Exercise goal: Please write out the data that follows, word for word.

Records provided section start

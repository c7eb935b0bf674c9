use anyhow::{Context, Result};
use chrono::Local;
use std::fs;
use std::path::{Path, PathBuf};
use walkdir::WalkDir;

use crate::document::DocumentFormat;

// @module: File and directory utilities

// @struct: File operations utility
pub struct FileManager;

impl FileManager {
    // @checks: File existence
    pub fn file_exists<P: AsRef<Path>>(path: P) -> bool {
        path.as_ref().exists() && path.as_ref().is_file()
    }

    // @checks: Directory existence
    pub fn dir_exists<P: AsRef<Path>>(path: P) -> bool {
        path.as_ref().exists() && path.as_ref().is_dir()
    }

    // @creates: Directory and parents if needed
    pub fn ensure_dir<P: AsRef<Path>>(path: P) -> Result<()> {
        let path = path.as_ref();
        if !path.exists() {
            fs::create_dir_all(path)?;
        }
        Ok(())
    }

    // @generates: Output file name for a translated document
    // @params: original_name, target_language, extension
    //
    // "report.docx" translated to "pt" becomes "report.pt.docx". A missing
    // or empty original name falls back to the stem "file".
    pub fn output_file_name(
        original_name: Option<&str>,
        target_language: &str,
        extension: &str,
    ) -> String {
        let stem = original_name
            .map(|name| Path::new(name))
            .and_then(|p| p.file_stem())
            .map(|s| s.to_string_lossy().to_string())
            .filter(|s| !s.is_empty())
            .unwrap_or_else(|| "file".to_string());
        format!("{}.{}.{}", stem, target_language, extension)
    }

    /// Persist an uploaded document under a collision-proof name
    ///
    /// The stored name is prefixed with a local timestamp so repeated
    /// uploads of the same file never overwrite each other.
    pub fn save_upload<P: AsRef<Path>>(dir: P, file_name: &str, bytes: &[u8]) -> Result<PathBuf> {
        Self::ensure_dir(&dir)?;
        let stamp = Local::now().format("%Y%m%d%H%M%S%3f");
        let path = dir.as_ref().join(format!("{}_{}", stamp, file_name));
        fs::write(&path, bytes)
            .context(format!("Failed to save upload to {}", path.display()))?;
        Ok(path)
    }

    /// Write a generated document into the output directory
    pub fn save_output<P: AsRef<Path>>(dir: P, file_name: &str, bytes: &[u8]) -> Result<PathBuf> {
        Self::ensure_dir(&dir)?;
        let path = dir.as_ref().join(file_name);
        fs::write(&path, bytes)
            .context(format!("Failed to write output to {}", path.display()))?;
        Ok(path)
    }

    /// Find translatable documents under a directory
    ///
    /// Recursively collects every file whose extension maps to a supported
    /// format, in a stable sorted order.
    pub fn find_documents<P: AsRef<Path>>(dir: P) -> Result<Vec<PathBuf>> {
        let mut result = Vec::new();
        for entry in WalkDir::new(dir.as_ref()).follow_links(true) {
            let entry = entry.context("Failed to read directory entry")?;
            let path = entry.path();
            if !path.is_file() {
                continue;
            }
            let supported = path
                .extension()
                .and_then(|ext| ext.to_str())
                .and_then(DocumentFormat::from_extension)
                .is_some();
            if supported {
                result.push(path.to_path_buf());
            }
        }
        result.sort();
        Ok(result)
    }
}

Records provided section end

Response:
repository c7eb935b0bf674c9
use anyhow::{Context, Result};
use chrono::Local;
use std::fs;
use std::path::{Path, PathBuf};
use walkdir::WalkDir;

use crate::document::DocumentFormat;

// @module: File and directory utilities

// @struct: File operations utility
pub struct FileManager;

impl FileManager {
    // @checks: File existence
    pub fn file_exists<P: AsRef<Path>>(path: P) -> bool {
        path.as_ref().exists() && path.as_ref().is_file()
    }

    // @checks: Directory existence
    pub fn dir_exists<P: AsRef<Path>>(path: P) -> bool {
        path.as_ref().exists() && path.as_ref().is_dir()
    }

    // @creates: Directory and parents if needed
    pub fn ensure_dir<P: AsRef<Path>>(path: P) -> Result<()> {
        let path = path.as_ref();
        if !path.exists() {
            fs::create_dir_all(path)?;
        }
        Ok(())
    }

    // @generates: Output file name for a translated document
    // @params: original_name, target_language, extension
    //
    // "report.docx" translated to "pt" becomes "report.pt.docx". A missing
    // or empty original name falls back to the stem "file".
    pub fn output_file_name(
        original_name: Option<&str>,
        target_language: &str,
        extension: &str,
    ) -> String {
        let stem = original_name
            .map(|name| Path::new(name))
            .and_then(|p| p.file_stem())
            .map(|s| s.to_string_lossy().to_string())
            .filter(|s| !s.is_empty())
            .unwrap_or_else(|| "file".to_string());
        format!("{}.{}.{}", stem, target_language, extension)
    }

    /// Persist an uploaded document under a collision-proof name
    ///
    /// The stored name is prefixed with a local timestamp so repeated
    /// uploads of the same file never overwrite each other.
    pub fn save_upload<P: AsRef<Path>>(dir: P, file_name: &str, bytes: &[u8]) -> Result<PathBuf> {
        Self::ensure_dir(&dir)?;
        let stamp = Local::now().format("%Y%m%d%H%M%S%3f");
        let path = dir.as_ref().join(format!("{}_{}", stamp, file_name));
        fs::write(&path, bytes)
            .context(format!("Failed to save upload to {}", path.display()))?;
        Ok(path)
    }

    /// Write a generated document into the output directory
    pub fn save_output<P: AsRef<Path>>(dir: P, file_name: &str, bytes: &[u8]) -> Result<PathBuf> {
        Self::ensure_dir(&dir)?;
        let path = dir.as_ref().join(file_name);
        fs::write(&path, bytes)
            .context(format!("Failed to write output to {}", path.display()))?;
        Ok(path)
    }

    /// Find translatable documents under a directory
    ///
    /// Recursively collects every file whose extension maps to a supported
    /// format, in a stable sorted order.
    pub fn find_documents<P: AsRef<Path>>(dir: P) -> Result<Vec<PathBuf>> {
        let mut result = Vec::new();
        for entry in WalkDir::new(dir.as_ref()).follow_links(true) {
            let entry = entry.context("Failed to read directory entry")?;
            let path = entry.path();
            if !path.is_file() {
                continue;
            }
            let supported = path
                .extension()
                .and_then(|ext| ext.to_str())
                .and_then(DocumentFormat::from_extension)
                .is_some();
            if supported {
                result.push(path.to_path_buf());
            }
        }
        result.sort();
        Ok(result)
    }
}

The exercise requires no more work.